Шрифт:
Интервал:
Закладка:
– А как ты поступаешь, если сама сцена подразумевает присутствие музыки, звучащей из постороннего источника?
– Меня всегда интересовало, как разграничить музыку, которая оформляет фильм и музыку, которая заложена в самой сцене, звучит изнутри фильма, например, из граммофона или по радио в машине. Когда мне приходилось писать такого рода музыку, иной раз я намеренно ухудшал ее, как бы подчеркивая ее вторичность и тем самым выделяя главное музыкальное сопровождение. Я чувствую, что необходимо подчеркивать разницу между той музыкой, в которую я закладываю свои представления о фильме, музыку «внешнюю», экстрадиегетическую, и другой, звучащей из постороннего источника внутри фильма, музыкой, не имеющей такой смысловой нагрузки. Но случается, что и музыка, звучащая «изнутри сцены», имеет фундаментальную важность для сюжета фильма.
– Насколько, по-твоему, можно согласовать музыку с образами на экране?
– Все зависит от того, с чего начать. После многих лет я понял, что музыка куда более подвижна, чем фильм, образ, картинка. Но эта ее способность явственно проявляется в фильмах, где присутствует всего несколько тем. Тогда можно воочию наблюдать, как одна и та же мелодия приобретает совершенно разный характер при наложении различных образов. Например, в «Следствии по делу гражданина вне всяких подозрений» присутствуют всего две темы, которые неоднократно повторяются на протяжении фильма. Это отличная иллюстрация того, о чем я говорю. Петри ухитрился так сделать монтаж, что получил совершенно разные варианты, скомбинированные из одной темы.
– Как думаешь, существует ли «идеальная» музыка для конкретной сцены?
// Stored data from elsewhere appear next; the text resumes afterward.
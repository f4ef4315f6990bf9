//! Knobs that select between equivalent algorithms.

/// How multiple levels are quantified.
#[derive(Debug, Copy, Clone, Default, PartialEq, Eq, Hash)]
pub enum QuantifyAlgorithm {
    /// `Singleton` if at most one level of the diagram is affected, `Simultaneous` otherwise.
    #[default]
    Auto,
    /// One sweep (and reduction) per level, starting from the deepest.
    Singleton,
    /// A single sweep that quantifies all levels at once.
    Simultaneous,
}

#[derive(Debug, Clone)]
pub struct ExecPolicy {
    pub quantify: QuantifyAlgorithm,
    /// Whether non-monotone substitutions on BDDs may rebuild the diagram bottom-up. If not, they
    /// fail with an error.
    pub replace_rebuild: bool,
}

impl Default for ExecPolicy {
    fn default() -> Self {
        Self {
            quantify: QuantifyAlgorithm::Auto,
            replace_rebuild: true,
        }
    }
}

impl ExecPolicy {
    /// Whether `affected` quantified levels should be handled one at a time.
    pub(crate) fn quantify_singleton(&self, affected: usize) -> bool {
        match self.quantify {
            QuantifyAlgorithm::Auto => affected <= 1,
            QuantifyAlgorithm::Singleton => true,
            QuantifyAlgorithm::Simultaneous => false,
        }
    }
}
– Не могу сказать наверняка, мне кажется, «правильной» музыки не существует в принципе. Конечно, у каждой мелодии свой характер, свой эмоциональный потенциал. Использование музыки в кино – это особая поэтика, в этом есть какая-то тайна и, несомненно, эмпирика. Сплетение музыки и образа всегда чем-то обусловлено и не обязательно поддается контролю со стороны композитора. Это сплетение может быть реализовано различными способами и с различными целями, что дает бесконечные возможности и приоткрывает завесу над тайной, о которой я недавно упоминал. Один и тот же образный ряд может трактоваться совершенно по-разному: что-то работает лучше, что-то хуже, это огромное поле для интерпретации, которое каждый трактует по-своему. Приведу пример.
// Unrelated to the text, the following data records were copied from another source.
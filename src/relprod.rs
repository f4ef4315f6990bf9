//! Relational product: image and preimage of a set of states under a transition relation.
//!
//! States are a BDD over the *current-state* variables, and the relation is a BDD over both the
//! current-state and the *next-state* variables. A partial level mapping `m` says which levels
//! survive (and where they go): levels with `m(x) = None` are quantified away.
//!
//! - `relprod` is `exists(states & relation, pred)` without any renaming.
//! - `relnext` computes the successors: the conjunction, quantified over the unmapped levels and
//!   renamed with `m`.
//! - `relprev` computes the predecessors: the states are first renamed with `m`, then conjoined
//!   with the relation and quantified over the unmapped levels.
//!
//! The conjunction prunes nodes on levels that are about to be quantified, which keeps the
//! intermediate result small.

use log::debug;

use crate::bdd::Bdd;
use crate::dd::Unreduced;
use crate::error::DdError;
use crate::exec_policy::ExecPolicy;
use crate::policy::BddPolicy;
use crate::prod2::{prod2_pruned, BoolOp};
use crate::quantify::quantify;
use crate::replace::{infer_replace_type, rebuild, replace, replace_unreduced, validate_replace_type, ReplaceType};
use crate::types::Level;

/// `states & relation`, skipping the nodes on levels that are quantified afterwards.
fn relprod_and(states: &Bdd, relation: &Bdd, prune_level: impl Fn(Level) -> bool) -> Unreduced<BddPolicy> {
    prod2_pruned(states, relation, BoolOp::And, prune_level)
}

/// Total version of a partial level mapping. Unmapped levels are quantified before the mapping
/// is applied, so their image is irrelevant.
fn total(m: impl Fn(Level) -> Option<Level>) -> impl Fn(Level) -> Level {
    move |x| m(x).unwrap_or(x)
}

impl Bdd {
    /// `exists(self & relation, pred)`.
    pub fn relprod(&self, relation: &Bdd, pred: impl Fn(Level) -> bool) -> Bdd {
        self.relprod_with(&ExecPolicy::default(), relation, pred)
    }

    pub fn relprod_with(&self, ep: &ExecPolicy, relation: &Bdd, pred: impl Fn(Level) -> bool) -> Bdd {
        debug!(
            "relprod(states = {} nodes, relation = {} nodes)",
            self.nodecount(),
            relation.nodecount()
        );
        let tmp = relprod_and(self, relation, &pred).reduce();
        quantify(ep, &tmp, BoolOp::Or, pred).reduce()
    }

    /// Successors of the states in `self` under `relation`, renamed with `m`.
    ///
    /// The kind of `m` is inferred from the levels of the relation.
    pub fn relnext(&self, relation: &Bdd, m: impl Fn(Level) -> Option<Level>) -> Result<Bdd, DdError> {
        self.relnext_with(&ExecPolicy::default(), relation, m, None)
    }

    /// Same as [`relnext`][Bdd::relnext] with a declared kind of `m`.
    ///
    /// Declaring a kind that does not describe `m` is an error. Declaring
    /// [`NonMonotone`][ReplaceType::NonMonotone] is always an error: either the mapping is not
    /// non-monotone, or a non-monotone renaming cannot be fused with the quantification.
    pub fn relnext_as(
        &self,
        relation: &Bdd,
        m: impl Fn(Level) -> Option<Level>,
        m_type: ReplaceType,
    ) -> Result<Bdd, DdError> {
        self.relnext_with(&ExecPolicy::default(), relation, m, Some(m_type))
    }

    pub fn relnext_with(
        &self,
        ep: &ExecPolicy,
        relation: &Bdd,
        m: impl Fn(Level) -> Option<Level>,
        declared: Option<ReplaceType>,
    ) -> Result<Bdd, DdError> {
        let inferred = infer_replace_type(relation.support(), &m);
        let m_type = validate_replace_type(declared, inferred)?;
        if declared == Some(ReplaceType::NonMonotone) {
            return Err(DdError::NonMonotoneUnsupported { operation: "relnext" });
        }
        self.relnext_typed(ep, relation, m, m_type)
    }

    fn relnext_typed(
        &self,
        ep: &ExecPolicy,
        relation: &Bdd,
        m: impl Fn(Level) -> Option<Level>,
        m_type: ReplaceType,
    ) -> Result<Bdd, DdError> {
        debug!(
            "relnext(states = {} nodes, relation = {} nodes, type = {})",
            self.nodecount(),
            relation.nodecount(),
            m_type
        );
        let unmapped = |x: Level| m(x).is_none();
        let tmp = relprod_and(self, relation, unmapped).reduce();
        let quantified = quantify(ep, &tmp, BoolOp::Or, unmapped);

        match m_type {
            ReplaceType::NonMonotone if ep.replace_rebuild => Ok(rebuild(&quantified.reduce(), total(&m))),
            ReplaceType::NonMonotone => Err(DdError::NonMonotoneUnsupported { operation: "relnext" }),
            _ => replace_unreduced(quantified, total(&m), m_type),
        }
    }

    /// Successors where the next-state variables are the ones on the levels `varcount..`, and
    /// level `x + varcount` is the next-state copy of level `x`.
    pub fn relnext_shift(&self, relation: &Bdd, varcount: Level) -> Bdd {
        let m = move |x: Level| if x < varcount { None } else { Some(x - varcount) };
        match self.relnext_typed(&ExecPolicy::default(), relation, m, ReplaceType::Shift) {
            Ok(res) => res,
            Err(e) => unreachable!("shifting is monotone: {}", e),
        }
    }

    /// Successors where the current-state variables are on the even levels, and level `x + 1` is
    /// the next-state copy of level `x`.
    pub fn relnext_interleaved(&self, relation: &Bdd) -> Bdd {
        let m = |x: Level| if x % 2 == 0 { None } else { Some(x - 1) };
        match self.relnext_typed(&ExecPolicy::default(), relation, m, ReplaceType::Shift) {
            Ok(res) => res,
            Err(e) => unreachable!("shifting is monotone: {}", e),
        }
    }

    /// Predecessors of the states in `self` under `relation`. The states are renamed with `m`
    /// before the product, so every level of `self` must be mapped.
    ///
    /// The kind of `m` is inferred from the levels of the states.
    pub fn relprev(&self, relation: &Bdd, m: impl Fn(Level) -> Option<Level>) -> Result<Bdd, DdError> {
        self.relprev_with(&ExecPolicy::default(), relation, m, None)
    }

    /// Same as [`relprev`][Bdd::relprev] with a declared kind of `m`.
    pub fn relprev_as(
        &self,
        relation: &Bdd,
        m: impl Fn(Level) -> Option<Level>,
        m_type: ReplaceType,
    ) -> Result<Bdd, DdError> {
        self.relprev_with(&ExecPolicy::default(), relation, m, Some(m_type))
    }

    pub fn relprev_with(
        &self,
        ep: &ExecPolicy,
        relation: &Bdd,
        m: impl Fn(Level) -> Option<Level>,
        declared: Option<ReplaceType>,
    ) -> Result<Bdd, DdError> {
        let support = self.support();
        if let Some(&level) = support.iter().find(|&&l| m(l).is_none()) {
            return Err(DdError::UnmappedLevel { level });
        }
        let inferred = infer_replace_type(support, &m);
        let m_type = validate_replace_type(declared, inferred)?;
        debug!(
            "relprev(states = {} nodes, relation = {} nodes, type = {})",
            self.nodecount(),
            relation.nodecount(),
            m_type
        );

        let renamed = match m_type {
            ReplaceType::NonMonotone if ep.replace_rebuild => rebuild(self, total(&m)),
            ReplaceType::NonMonotone => return Err(DdError::NonMonotoneUnsupported { operation: "relprev" }),
            _ => replace(self, total(&m), m_type)?,
        };

        let unmapped = |x: Level| m(x).is_none();
        let tmp = relprod_and(&renamed, relation, unmapped).reduce();
        Ok(quantify(ep, &tmp, BoolOp::Or, unmapped).reduce())
    }

    /// Predecessors where level `x + varcount` is the next-state copy of level `x`.
    pub fn relprev_shift(&self, relation: &Bdd, varcount: Level) -> Result<Bdd, DdError> {
        let m = move |x: Level| if x >= varcount { None } else { Some(x + varcount) };
        self.relprev_as(relation, m, ReplaceType::Shift)
    }

    /// Predecessors where level `x + 1` is the next-state copy of the even level `x`.
    pub fn relprev_interleaved(&self, relation: &Bdd) -> Result<Bdd, DdError> {
        let m = |x: Level| if x % 2 == 1 { None } else { Some(x + 1) };
        self.relprev_as(relation, m, ReplaceType::Shift)
    }
}

#[cfg(test)]
mod tests {
    use std::rc::Rc;

    use test_log::test;

    use super::*;
    use crate::cut::Cuts;
    use crate::level_info::LevelInfo;
    use crate::stats;

    /// Increment of a 2-bit counter `(b1 b0)`, with `b0` on level 0, `b1` on level 2 and their
    /// next-state copies on the level below.
    fn increment() -> Bdd {
        let x: Vec<Bdd> = (0..4).map(Bdd::ithvar).collect();
        let b0 = &x[0] ^ &x[1];
        let b1 = x[3].apply_eq(&(&x[2] ^ &x[0]));
        &b0 & &b1
    }

    fn state(value: u32) -> Bdd {
        Bdd::cube([(0, value & 1 == 1), (2, value & 2 == 2)])
    }

    #[test]
    fn test_relprod_identity_and_annihilation() {
        let t = Bdd::bdd_true();
        let r = t.relprod(&t, |_| true);
        assert!(Rc::ptr_eq(r.file_ptr(), t.file_ptr()));

        let f = Bdd::bdd_false();
        let r = f.relprod(&increment(), |l| l % 2 == 0);
        assert!(r.is_false());
        assert_eq!(r.max_1level_cut(), Cuts::new(0, 1, 0, 1));

        let r = state(0).relprod(&f, |l| l % 2 == 0);
        assert!(r.is_false());
    }

    #[test]
    fn test_relprod() {
        // Toggling a single bit
        let r = &Bdd::ithvar(0) ^ &Bdd::ithvar(1);
        assert_eq!(Bdd::ithvar(0).relprod(&r, |l| l == 0), Bdd::nithvar(1));
        assert!(Bdd::bdd_true().relprod(&r, |l| l == 0).is_true());
    }

    #[test]
    fn test_relprod_two_bit_relation() {
        // Relation {(00,01), (01,10), (10,01), (10,11)} with the current state on levels 0 and 1
        // and the next state on levels 2 and 3, first character on the lower level
        let pair = |from: &str, to: &str| {
            let bits = from.chars().chain(to.chars()).map(|c| c == '1');
            Bdd::cube((0..).zip(bits))
        };
        let pairs = [
            pair("00", "01"),
            pair("01", "10"),
            pair("10", "01"),
            pair("10", "11"),
        ];
        let relation = Bdd::apply_or_many(&pairs);
        let states = Bdd::cube([(0, false), (1, true)]);

        let next = states.relprod(&relation, |x| x < 2);
        println!("next = {:?}", next);

        assert!(!next.is_negated());
        assert!(next.is_canonical());
        assert_eq!(next.file().levels(), &[LevelInfo::new(3, 1), LevelInfo::new(2, 1)]);
        assert_eq!(next.file().width, 1);
        assert_eq!(next.max_1level_cut(), Cuts::new(1, 2, 1, 3));
        assert_eq!(next.file().number_of_terminals, [2, 1]);
        assert_eq!(
            next.nodes_bottom_up().collect::<Vec<_>>(),
            Bdd::cube([(2, true), (3, false)]).nodes_bottom_up().collect::<Vec<_>>()
        );
    }

    #[test]
    fn test_relprod_of_shifted_diagrams() {
        let r = (&Bdd::ithvar(0) ^ &Bdd::ithvar(1)).shifted(2);
        let s = Bdd::ithvar(0).shifted(2);
        assert_eq!(s.relprod(&r, |l| l == 2), Bdd::nithvar(3));
    }

    #[test]
    fn test_relnext_interleaved() {
        let r = increment();
        for v in 0..4 {
            let next = state(v).relnext_interleaved(&r);
            assert_eq!(next, state((v + 1) % 4), "successor of {}", v);
        }
    }

    #[test]
    fn test_relnext_with_inferred_type() {
        let r = increment();
        stats::reset_stats();
        let next = state(0).relnext(&r, |x| if x % 2 == 0 { None } else { Some(x - 1) }).unwrap();
        assert_eq!(next, state(1));
        // All current-state nodes are pruned, so only the shift of the handle changes
        assert_eq!(stats::stats().replace.shift_returns, 1);
    }

    #[test]
    fn test_relnext_shift() {
        // A single bit toggled, with the next-state copy two levels below
        let r = &Bdd::ithvar(0) ^ &Bdd::ithvar(2);
        assert_eq!(Bdd::ithvar(0).relnext_shift(&r, 2), Bdd::nithvar(0));
        assert_eq!(Bdd::nithvar(0).relnext_shift(&r, 2), Bdd::ithvar(0));
    }

    #[test]
    fn test_relnext_non_monotone() {
        let r = increment();
        // b0' goes to level 2 and b1' to level 0
        let m = |x: Level| match x {
            1 => Some(2),
            3 => Some(0),
            _ => None,
        };
        let next = state(0).relnext(&r, m).unwrap();
        assert_eq!(next, Bdd::cube([(0, false), (2, true)]));

        assert_eq!(
            state(0).relnext_as(&r, m, ReplaceType::NonMonotone),
            Err(DdError::NonMonotoneUnsupported { operation: "relnext" })
        );
        assert_eq!(
            state(0).relnext_as(&r, m, ReplaceType::Monotone),
            Err(DdError::ReplaceTypeMismatch {
                declared: ReplaceType::Monotone,
                inferred: ReplaceType::NonMonotone
            })
        );

        let ep = ExecPolicy {
            replace_rebuild: false,
            ..ExecPolicy::default()
        };
        assert!(state(0).relnext_with(&ep, &r, m, None).is_err());
    }

    #[test]
    fn test_relnext_declared_type_mismatch() {
        let r = increment();
        let m = |x: Level| if x % 2 == 0 { None } else { Some(x - 1) };
        let err = state(0).relnext_as(&r, m, ReplaceType::Identity).unwrap_err();
        assert_eq!(
            err,
            DdError::ReplaceTypeMismatch {
                declared: ReplaceType::Identity,
                inferred: ReplaceType::Shift
            }
        );
        assert!(err.is_invalid_argument());

        let err = state(0).relnext_as(&r, m, ReplaceType::NonMonotone).unwrap_err();
        assert!(matches!(err, DdError::ReplaceTypeMismatch { .. }));

        assert_eq!(state(0).relnext_as(&r, m, ReplaceType::Monotone), Ok(state(1)));
    }

    #[test]
    fn test_relprev_interleaved() {
        let r = increment();
        for v in 0..4 {
            let prev = state(v).relprev_interleaved(&r).unwrap();
            assert_eq!(prev, state((v + 3) % 4), "predecessor of {}", v);
        }
    }

    #[test]
    fn test_relprev_shift() {
        let r = &Bdd::ithvar(0) ^ &Bdd::ithvar(2);
        assert_eq!(Bdd::ithvar(0).relprev_shift(&r, 2).unwrap(), Bdd::nithvar(0));
        assert_eq!(
            Bdd::ithvar(3).relprev_shift(&r, 2),
            Err(DdError::UnmappedLevel { level: 3 })
        );
    }

    #[test]
    fn test_relprev_unmapped_level() {
        let r = increment();
        assert_eq!(
            Bdd::ithvar(1).relprev_interleaved(&r),
            Err(DdError::UnmappedLevel { level: 1 })
        );
    }

    #[test]
    fn test_reachability_fixpoint() {
        let r = increment();
        let mut reached = state(0);
        let mut steps = 0;
        loop {
            let next = reached.relnext_interleaved(&r);
            let new = &reached | &next;
            if new == reached {
                break;
            }
            reached = new;
            steps += 1;
        }
        assert_eq!(steps, 3);
        assert!(reached.is_true());
    }
}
Я очень ценю работу, проделанную Нино Рота для Феллини. Особенно мне нравится, как сделан фильм «Казанова» (1976). Но доверь Феллини эту работу мне, я написал бы совершенно другую музыку, однако она не была бы «более идеальной» или «менее идеальной», «более подходящей» или «менее подходящей», чем музыка Роты. То же самое, если бы Рота написал музыку для фильмов, в которых работал я.
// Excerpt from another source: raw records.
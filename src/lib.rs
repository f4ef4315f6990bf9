//! # levelized-bdd: Levelized Decision Diagrams in Rust
//!
//! **`levelized-bdd`** is a library for **Binary Decision Diagrams (BDDs)** and **Zero-suppressed
//! Decision Diagrams (ZDDs)** where every algorithm is a sweep over a sorted stream of nodes or
//! arcs, instead of a recursion over a shared unique table.
//!
//! ## How it works
//!
//! A decision diagram is an immutable, reference-counted *node file*: its nodes stored bottom-up,
//! level by level, together with the width of every level and bounds on the number of arcs that
//! cross between levels. Handles to a file carry a negation flag (BDD only) and a level shift, so
//! `!f` and `f` shifted by `k` levels are O(1) and share the file.
//!
//! Operations such as `apply`, quantification and restriction run *top-down*: they process requests
//! level by level in ascending order and emit an *arc file*. The **reduction** engine then sweeps
//! the arcs *bottom-up*, merging duplicate nodes and removing redundant ones, and writes a new
//! canonical node file.
//!
//! ## Quick Start
//!
//! ```rust
//! use levelized_bdd::bdd::Bdd;
//!
//! // 1. Create variables (levels start at 0)
//! let x0 = Bdd::ithvar(0);
//! let x1 = Bdd::ithvar(1);
//!
//! // 2. Build a formula: f = x0 AND (NOT x1)
//! let f = &x0 & !&x1;
//!
//! // 3. Check properties
//! assert!(!f.is_false()); // It is satisfiable
//! assert!(!f.is_true());  // It is not a tautology
//! assert_eq!(f, Bdd::cube([(0, true), (1, false)]));
//!
//! // 4. Evaluate (x0=true, x1=false) -> should be true
//! assert!(f.eval(|x| x == 0));
//! ```
//!
//! ## Core Components
//!
//! - **[`bdd`]** and **[`zdd`]**: the user-facing diagram types and their operations.
//! - **[`reduce`]**: the reduction engine that turns arcs into canonical node files.
//! - **[`relprod`]**: relational product, image and preimage for symbolic model checking.
//! - **[`replace`]**: variable substitution and its classification into replace types.
//! - **[`sat`]**: satisfying assignments and model counting.
//! - **[`dot`]**: utilities for visualizing diagrams using Graphviz.
//! - **[`stats`]**: per-thread counters of the work done by every algorithm.

pub mod arc;
pub mod arc_file;
pub mod bdd;
pub mod cut;
pub mod dd;
pub mod dot;
pub mod error;
pub mod exec_policy;
pub mod isomorphism;
pub mod level_info;
pub mod node;
pub mod node_file;
pub mod policy;
pub mod prod2;
pub mod ptr;
mod quantify;
pub mod reduce;
pub mod relprod;
pub mod replace;
pub mod sat;
pub mod stats;
mod sweep;
pub mod types;
pub mod zdd;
– Мне кажется, что ты очень гибок в отношении музыки и образного ряда.
– Несколько лет назад я входил в жюри одного музыкального мероприятия в городе Сполето, где провели вот какой эксперимент: десять композиторов должны были написать музыку для одной и той же сцены, при этом каждый мог предварительно обсудить ее с режиссером. В рамках проекта были предложены совершенно разные варианты, однако каждый был по-своему великолепен. И как понять, какая музыка идеально подходила для этой сцены? Какая работала в ней лучше других?
Мы могли только констатировать, что с каждый вариантом сцена приобретала разный смысл и по-разному формировала зрительское восприятие. Мы не смогли определить «более подходящую» музыку, найти «идеал»: сам факт функционирования этой сцены зависел от того, как сочетались образы и музыкальный ряд. Тарантино не однажды обыгрывал эту особенность музыки, используя мои композиции, написанные для других фильмов, и накладывая их на собственные сцены.
Квентин Тарантино
– Какое мнение сложилось у тебя о Тарантино и его творчестве до того, чем вам довелось поработать вместе?
– Я и раньше считал его великим режиссером. Тарантино всегда на высоте, но не все его фильмы я люблю одинаково. К примеру, «Джанго освобожденный» мне нравится меньше других его картин. Хотя тема черного рабства в Америке затронута в весьма оригинальной манере, а уж в оригинальности Тарантино не отказать, кровь в фильме бьет фонтаном. Для меня «Джанго» – что-то вроде хоррора. Помимо написанного в соавторстве с Элизой отрывка «Все еще здесь» в саундтрек вошли композиции «Ревущий мул» и «Тема сестры Сары» из «Двух мулов для сестры Сары» Дона Сигела, где снимались Ширли Маклейн и Клинт Иствуд, а также два произведения Луиса Энрикеса Бакалова. На мой вкус, предыдущий фильм Тарантино «Бесславные ублюдки» обладает гораздо большими художественными достоинствами. Там присутствует та же характерная для Тарантино эстетика насилия, но снят он совсем по-другому. «Бесславные ублюдки» – исключительно талантливая картина, которую отличают мастерски написанные диалоги и фантастическая игра актеров.
– В «Бесславных ублюдках» звучит немало твоих произведений. Что ты почувствовал, услышав свои композиции в столь неожиданном контексте?
– Сложно сказать. Тарантино не раз использовал мою музыку совершенно непредвиденным для меня образом. В каком-то смысле я побаивался с ним сотрудничать и не решался предложить ему что-то новое, поскольку ему характерны твердо сложившиеся музыкальные вкусы и привычки…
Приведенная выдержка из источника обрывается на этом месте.